**Directions**
Please copy every line from the following entries in which the word "Deserialize" appears.
=======
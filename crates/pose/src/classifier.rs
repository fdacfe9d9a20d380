use std::collections::BTreeMap;

use serde::{Deserialize, Serialize};
use shared::domain::{FingerId, GestureLabel};
use tracing::debug;

use crate::{Observation, PoseSample};

// Calibration constants. These were tuned against a single camera setup and
// are kept as-is for compatibility with existing clients.

/// Observations below this confidence count as bent, not missing.
pub const QUALITY_THRESHOLD: f64 = 0.4;
const THUMB_MAX_Y: f64 = 0.6;
const THUMB_MIN_X: f64 = 0.3;
const PINKY_MAX_Y: f64 = 0.6;
const LONG_FINGER_MAX_Y: f64 = 0.45;

const ROCK_CLOSED: f64 = 0.9;
const ROCK_NOISY: f64 = 0.6;
const SCISSORS_INDEX_ONLY: f64 = 0.7;
const SCISSORS_INDEX_MIDDLE: f64 = 0.95;
const SCISSORS_THUMB_INDEX: f64 = 0.9;
const SCISSORS_OTHER_PAIR: f64 = 0.85;
const PAPER_OPEN: f64 = 0.9;

#[derive(Debug, Clone, Copy, PartialEq, Serialize, Deserialize)]
pub struct ClassificationResult {
    pub label: GestureLabel,
    pub confidence: f64,
}

impl ClassificationResult {
    pub fn new(label: GestureLabel, confidence: f64) -> Self {
        Self { label, confidence }
    }

    /// Result for samples missing one or more fingertips.
    pub fn unknown() -> Self {
        Self::new(GestureLabel::Unknown, 0.0)
    }

    pub fn is_unknown(&self) -> bool {
        self.label == GestureLabel::Unknown
    }
}

/// Extended/bent verdict per finger, in canonical order.
pub type FingerStates = BTreeMap<FingerId, bool>;

fn is_extended(finger: FingerId, observation: &Observation) -> bool {
    if observation.confidence < QUALITY_THRESHOLD {
        return false;
    }
    match finger {
        FingerId::Thumb => observation.y < THUMB_MAX_Y && observation.x > THUMB_MIN_X,
        FingerId::Pinky => observation.y < PINKY_MAX_Y,
        FingerId::Index | FingerId::Middle | FingerId::Ring => observation.y < LONG_FINGER_MAX_Y,
    }
}

/// Per-finger extension verdicts, or `None` if the sample is incomplete.
pub fn extension_states(sample: &PoseSample) -> Option<FingerStates> {
    let mut states = FingerStates::new();
    for finger in FingerId::ALL {
        let observation = sample.get(finger)?;
        let extended = is_extended(finger, observation);
        debug!(
            %finger,
            x = observation.x,
            y = observation.y,
            confidence = observation.confidence,
            extended,
            "fingertip evaluated"
        );
        states.insert(finger, extended);
    }
    Some(states)
}

/// Classifies a fingertip sample into rock, paper or scissors.
///
/// Never fails: an incomplete sample yields [`ClassificationResult::unknown`].
pub fn classify(sample: &PoseSample) -> ClassificationResult {
    let Some(states) = extension_states(sample) else {
        debug!(fingers = sample.len(), "incomplete pose sample");
        return ClassificationResult::unknown();
    };

    let extended = |finger: FingerId| states.get(&finger).copied().unwrap_or(false);
    let extended_count = states.values().filter(|e| **e).count();

    let result = match extended_count {
        0 => ClassificationResult::new(GestureLabel::Rock, ROCK_CLOSED),
        1 if extended(FingerId::Index) => {
            ClassificationResult::new(GestureLabel::Scissors, SCISSORS_INDEX_ONLY)
        }
        1 => ClassificationResult::new(GestureLabel::Rock, ROCK_NOISY),
        2 if extended(FingerId::Index) && extended(FingerId::Middle) => {
            ClassificationResult::new(GestureLabel::Scissors, SCISSORS_INDEX_MIDDLE)
        }
        2 if extended(FingerId::Thumb) && extended(FingerId::Index) => {
            ClassificationResult::new(GestureLabel::Scissors, SCISSORS_THUMB_INDEX)
        }
        2 => ClassificationResult::new(GestureLabel::Scissors, SCISSORS_OTHER_PAIR),
        _ => ClassificationResult::new(GestureLabel::Paper, PAPER_OPEN),
    };

    debug!(
        extended_count,
        label = %result.label,
        confidence = result.confidence,
        "pose classified"
    );
    result
}

#[cfg(test)]
#[path = "tests/classifier_tests.rs"]
mod tests;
=======
**Result for this exercise**
use serde::{Deserialize, Serialize};
#[derive(Debug, Clone, Copy, PartialEq, Serialize, Deserialize)]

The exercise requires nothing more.